Ottavis, omnipresente en el velatorio de Néstor, fue vicepresidente de la Cámara de Diputados bonaerense; Juan Cabandié, jefe de la bancada kirchnerista de la Legislatura porteña; Eduardo "Wado" De Pedro y Andrés Larroque, diputados nacionales; y Mariano Recalde, presidente de Aerolíneas Argentinas.
De todos los referentes de la agrupación, los que ocuparon los cargos de mayor jerarquía dentro del gabinete fueron Axel Kicillof, quien tomó las riendas del Ministerio de Economía, y Julián Álvarez, convertido en viceministro de Justicia. Los "soldados del pingüino" también tuvieron presencia en secretarías, empresas de servicios estatizadas, y en los medios de comunicación públicos.
A nadie sorprendió entonces el retrato que muchos de ellos se tomaron años después con el Papa, habiendo sido La Cámpora la representación más importante de la misión presidencial que aterrizó en el Vaticano. Esa foto nada tuvo que ver con un souvenir religioso: hilvanó una jugada que comenzó en el acto de Argentinos Juniors para blindar el poder de Cristina.
—Esto es un sueño cumplido —gritó Máximo en el estadio de La Paternal ante 40 mil almas.
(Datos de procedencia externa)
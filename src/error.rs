use thiserror::Error;

/// Crate-wide result alias.
pub type Result<T> = std::result::Result<T, Error>;

/// Errors surfaced by context construction and the samplers.
///
/// Domain violations inside the posterior (negative redshift, negative
/// magnitude, non-finite coordinates) are deliberately *not* errors: the
/// energy function maps them to `-inf` log-probability so the Metropolis
/// step rejects them. Only structurally broken inputs and persistently
/// broken energies land here.
#[derive(Debug, Clone, Error)]
pub enum Error {
    /// A vector or matrix has the wrong length for the model it is used with.
    #[error("{what}: expected length {expected}, got {found}")]
    DimensionMismatch {
        what: &'static str,
        expected: usize,
        found: usize,
    },

    /// The basis artifact or wavelength grid is malformed.
    #[error("invalid basis: {0}")]
    InvalidBasis(String),

    /// A band sensitivity curve is malformed.
    #[error("invalid band curve: {0}")]
    InvalidBandCurve(String),

    /// Observed fluxes or inverse variances are unusable.
    #[error("invalid observation: {0}")]
    InvalidObservation(String),

    /// A tuning parameter is outside its valid range.
    #[error("invalid sampler configuration: {0}")]
    InvalidConfig(String),

    /// The chain saw non-finite proposal energies for this many transitions
    /// in a row. A single rejected proposal is normal; a long streak almost
    /// always means the energy or gradient is broken for the supplied inputs.
    #[error("posterior energy non-finite for {consecutive} consecutive proposals")]
    NonFiniteEnergy { consecutive: usize },
}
El mensaje fue crudo y directo: aquellos que se iban a presentar en el 2015 bajo el sello del Frente para la Victoria no sólo debían bendecir las políticas oficiales sino aceptar la conducción de la entonces presidenta.
La Cámpora se transformó en el regente del proyecto desde fuera y dentro de los armados electorales. Siendo la única organización a la que Cristina le tuvo confianza ciega, no extrañó que sus representantes también ocuparan lugares estratégicos en las boletas.
—Ella es la que tiene toda la fuerza, no afloja, va para adelante, y con el pueblo como bandera —arengó Máximo en la despedida del multitudinario acto, seguro de que aquel respaldo que se había manifestado en el día más doloroso de la ex presidenta, el de la muerte de Kirchner, se iba a mantener incólume.
El paso del tiempo lo contradijo. Su madre fue derrotada en las urnas y la causa "Los Sauces", en la que toda la familia está acusado de asociación ilícita y lavado de dinero, avanza a pasos agigantados.
Para colmo, la inercia que produjo la reciente detención de Julio De Vido amenaza con alcanzarlo: ayer mismo el diputado massista Julio Raffo presentó un proyecto en el Congreso para desplazarlo de su banca de diputado.
¿Qué dijo Máximo? Ni se inquietó. Está seguro de que nada alterará su misión, la de custodiar a Cristina, la que surgió en aquella jornada en la que, sin que nadie los convocara, comenzaron a llegar miles y miles de jóvenes a la capilla ardiente de la Casa Rosada para darle el último adiós a Kirchner.